According to the developer’s site (>LINK<) the me-tools resp. the related scripts are able to dump and to extract Intel ME Firmware images. The following formats are supported by the tool:
Full SPI flash image with descriptor (signature 5A A5 F0 0F)
Full ME region image (signature ‘$FPT’)
individual ME code partitions and update images (signature $MN2/$MAN)
Supported ME versions: 2.x - 9.x for desktop, 1.x-3.x for SpS, 1.x for TXE/SEC.
Users, who want to download and test the tool or want to know more about it, should visit scochinsky’s me-tools site (>LINK<).
My idea was to try and send the “HMRFPO ENABLE” message to the ME co-processor and unlock it via software. However, this phython script was not properly working for both my Z77 and HM65 systems. Even if it did work, I’m not sure the message would have unlocked the descriptor because it may have to be sent during a specific system state right after booting or something. Without something to unlock the descriptor this dumper won’t be useful. And if it is unlocked, FPT seems to be easier that running phython scripts either way.
You are right - now I remember, that you had already written about your own experiences with Igor Skochinsky’s me-tools. If you think, that this tool is not worth to get an own thread, you can merge both threads.
Yes, this has been confirmed by our Forum member and expert CodeRush. This is what he wrote >here< about Igor Skochinsky’s me-tools:
No there is no need to merge. It’s good that you made this thread, who knows what we can achieve with these tools in the future.

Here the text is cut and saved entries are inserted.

use std::fs::{File, OpenOptions};
use std::io::{self, Read, Seek, SeekFrom, Write};
use std::path::Path;

use crc32fast::Hasher;
use parking_lot::Mutex;

use crate::error::QueueError;
use crate::record::Record;

use super::{clamp_limit, Backend, EjectOutcome, RecordFactory, DATA_OFFSET, MAX_RECORD_SIZE};

const HEADER_SIZE: u64 = DATA_OFFSET;

struct FileState {
    file: File,
    cursor: u64,
    count: usize,
    hasher: Hasher,
}

/// A single-file, crash-consistent FIFO of length-prefixed records.
///
/// See the crate-level documentation for the exact on-disk layout. Every `Push` and `Eject` call
/// is serialized behind one mutex; the file itself is the only shared mutable resource, so no
/// reader/writer split is needed.
pub struct DurableQueue {
    state: Mutex<FileState>,
    factory: RecordFactory,
}

impl std::fmt::Debug for DurableQueue {
    fn fmt(&self, f: &mut std::fmt::Formatter<'_>) -> std::fmt::Result {
        f.debug_struct("DurableQueue").finish_non_exhaustive()
    }
}

impl DurableQueue {
    /// Opens (creating if necessary) the queue file at `path`.
    ///
    /// `factory` is the "type witness": a closure that produces a fresh, still-empty instance of
    /// the concrete record type this queue holds, used to reconstruct records on `Eject`.
    ///
    /// # Errors
    ///
    /// Returns [`QueueError::InvalidFile`] if the file is non-empty but its header CRC does not
    /// match the recomputed CRC of its data region, or it contains a malformed or truncated
    /// record. Returns [`QueueError::Io`] on any other I/O failure.
    pub fn open(path: impl AsRef<Path>, factory: RecordFactory) -> Result<Self, QueueError> {
        let mut file = OpenOptions::new()
            .read(true)
            .write(true)
            .create(true)
            .open(path)
            .map_err(QueueError::io)?;

        let state = Self::load(&mut file)?;

        Ok(Self {
            state: Mutex::new(state),
            factory,
        })
    }

    fn load(file: &mut File) -> Result<FileState, QueueError> {
        let len = file.metadata().map_err(QueueError::io)?.len();

        if len == 0 {
            let mut header = [0u8; HEADER_SIZE as usize];
            header[4..12].copy_from_slice(&DATA_OFFSET.to_be_bytes());
            file.seek(SeekFrom::Start(0)).map_err(QueueError::io)?;
            file.write_all(&header).map_err(QueueError::io)?;
            return Ok(FileState {
                file: file.try_clone().map_err(QueueError::io)?,
                cursor: DATA_OFFSET,
                count: 0,
                hasher: Hasher::new(),
            });
        }

        if len < HEADER_SIZE {
            return Err(QueueError::invalid_file("file shorter than the 12-byte header"));
        }

        let mut header = [0u8; HEADER_SIZE as usize];
        file.seek(SeekFrom::Start(0)).map_err(QueueError::io)?;
        file.read_exact(&mut header).map_err(QueueError::io)?;

        let crc_stored = u32::from_be_bytes(header[0..4].try_into().unwrap());
        let cursor = u64::from_be_bytes(header[4..12].try_into().unwrap());

        if cursor < DATA_OFFSET || cursor > len {
            return Err(QueueError::invalid_file(format!(
                "consume cursor {cursor} out of bounds for a {len}-byte file"
            )));
        }

        let mut data = Vec::with_capacity((len - HEADER_SIZE) as usize);
        file.seek(SeekFrom::Start(DATA_OFFSET)).map_err(QueueError::io)?;
        file.read_to_end(&mut data).map_err(QueueError::io)?;

        let mut hasher = Hasher::new();
        hasher.update(&data);
        if hasher.clone().finalize() != crc_stored {
            return Err(QueueError::invalid_file(
                "recomputed CRC does not match the stored header CRC",
            ));
        }

        let mut pos = 0usize;
        let mut count = 0usize;
        while pos < data.len() {
            if pos + 2 > data.len() {
                return Err(QueueError::invalid_file("truncated record length prefix"));
            }
            let size = u16::from_be_bytes([data[pos], data[pos + 1]]) as usize;
            pos += 2;

            if size == 0 || size > MAX_RECORD_SIZE {
                return Err(QueueError::invalid_file(format!(
                    "record declares invalid size {size}"
                )));
            }
            if pos + size > data.len() {
                return Err(QueueError::invalid_file("truncated record payload"));
            }
            pos += size;

            let end_offset = DATA_OFFSET + pos as u64;
            if end_offset > cursor {
                count += 1;
            }
        }

        Ok(FileState {
            file: file.try_clone().map_err(QueueError::io)?,
            cursor,
            count,
            hasher,
        })
    }
}

impl DurableQueue {
    /// Serializes and appends `record`. See [`Backend::push`].
    pub fn push(&self, record: &dyn Record) -> Result<(), QueueError> {
        Backend::push(self, record)
    }

    /// Drains up to `limit` records (negative means "all", zero means "none"). See
    /// [`Backend::eject`].
    pub fn eject(&self, limit: i64) -> EjectOutcome {
        Backend::eject(self, limit)
    }

    /// Current number of not-yet-ejected records. See [`Backend::len`].
    pub fn len(&self) -> usize {
        Backend::len(self)
    }

    pub fn is_empty(&self) -> bool {
        self.len() == 0
    }
}

impl Backend for DurableQueue {
    fn push(&self, record: &dyn Record) -> Result<(), QueueError> {
        let payload = record.marshal();
        let size = payload.len();
        if size == 0 || size > MAX_RECORD_SIZE {
            return Err(QueueError::Oversize { size });
        }

        let mut state = self.state.lock();

        state.file.seek(SeekFrom::End(0)).map_err(QueueError::io)?;
        let size_be = (size as u16).to_be_bytes();
        state.file.write_all(&size_be).map_err(QueueError::io)?;
        state.file.write_all(&payload).map_err(QueueError::io)?;

        state.hasher.update(&size_be);
        state.hasher.update(&payload);
        let crc = state.hasher.clone().finalize();

        state.file.seek(SeekFrom::Start(0)).map_err(QueueError::io)?;
        state
            .file
            .write_all(&crc.to_be_bytes())
            .map_err(QueueError::io)?;

        state.count += 1;

        Ok(())
    }

    fn eject(&self, limit: i64) -> EjectOutcome {
        let mut state = self.state.lock();
        let n = clamp_limit(limit, state.count);
        if n == 0 {
            return EjectOutcome::ok(Vec::new());
        }

        let cursor = state.cursor;
        if let Err(e) = state.file.seek(SeekFrom::Start(cursor)) {
            return EjectOutcome {
                records: Vec::new(),
                error: Some(QueueError::io(e)),
            };
        }

        let mut records = Vec::with_capacity(n);
        let mut consumed = 0u64;
        let mut error = None;

        for _ in 0..n {
            let mut size_buf = [0u8; 2];
            if let Err(e) = state.file.read_exact(&mut size_buf) {
                error = Some(io_eject_error(e));
                break;
            }
            let size = u16::from_be_bytes(size_buf) as usize;
            if size == 0 || size > MAX_RECORD_SIZE {
                error = Some(QueueError::invalid_file(format!(
                    "record declares invalid size {size}"
                )));
                break;
            }

            let mut payload = vec![0u8; size];
            if let Err(e) = state.file.read_exact(&mut payload) {
                error = Some(io_eject_error(e));
                break;
            }

            let mut fresh = (self.factory)();
            if let Err(e) = fresh.unmarshal(&payload) {
                error = Some(QueueError::Decode { source: e });
                break;
            }

            consumed += 2 + size as u64;
            records.push(fresh);
        }

        if consumed > 0 {
            state.cursor += consumed;
            state.count -= records.len();

            let cursor_be = state.cursor.to_be_bytes();
            if let Err(e) = state
                .file
                .seek(SeekFrom::Start(4))
                .and_then(|_| state.file.write_all(&cursor_be))
            {
                if error.is_none() {
                    error = Some(QueueError::io(e));
                }
            }
        }

        EjectOutcome { records, error }
    }

    fn len(&self) -> usize {
        self.state.lock().count
    }
}

fn io_eject_error(e: io::Error) -> QueueError {
    if e.kind() == io::ErrorKind::UnexpectedEof {
        QueueError::invalid_file("record truncated at EOF")
    } else {
        QueueError::io(e)
    }
}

Well they may be for tinkering but if we can successfully send the HMRFPO message via me_util and it does not require any special system state (I think I read something relating to that in the extremely little info from Intel you can find regarding this message) then it would make everything extremely easier.
That user aler+ from mydigitallife is basically asking the same thing and unless I remember correctly and a special system state is required, I think it’s possible. I’ll mention @CodeRush here in case he can clarify on whether that is even remotely possible even though the same question was asked at mydigiallife. Either way, I’ll be checking that other forum thread for his reply.
This answer is beyond my NDA, guys, so I’m really sorry for being unable to explain anything as usual, but I can say one thing: ME will not respond to the message after End of POST if it’s not in manufacturing mode (which is not available for end users). There are some clever ways to send it before EoP using self-made DXE driver, but I can’t say nothing more.
Oh I didn’t know you worked for such a company (Intel, OEM etc). I’m sorry if I brought you in a difficult position.
So indeed, what I remembered as “system state” is End Of Post. Manufacturing mode is basically an unlocked descriptor so even if someone made a simple tool to execute that command it would’t do anything in a properly distributed system with a locked flash descriptor. Thank you for the DXE driver tip, it might help some other tinkerer.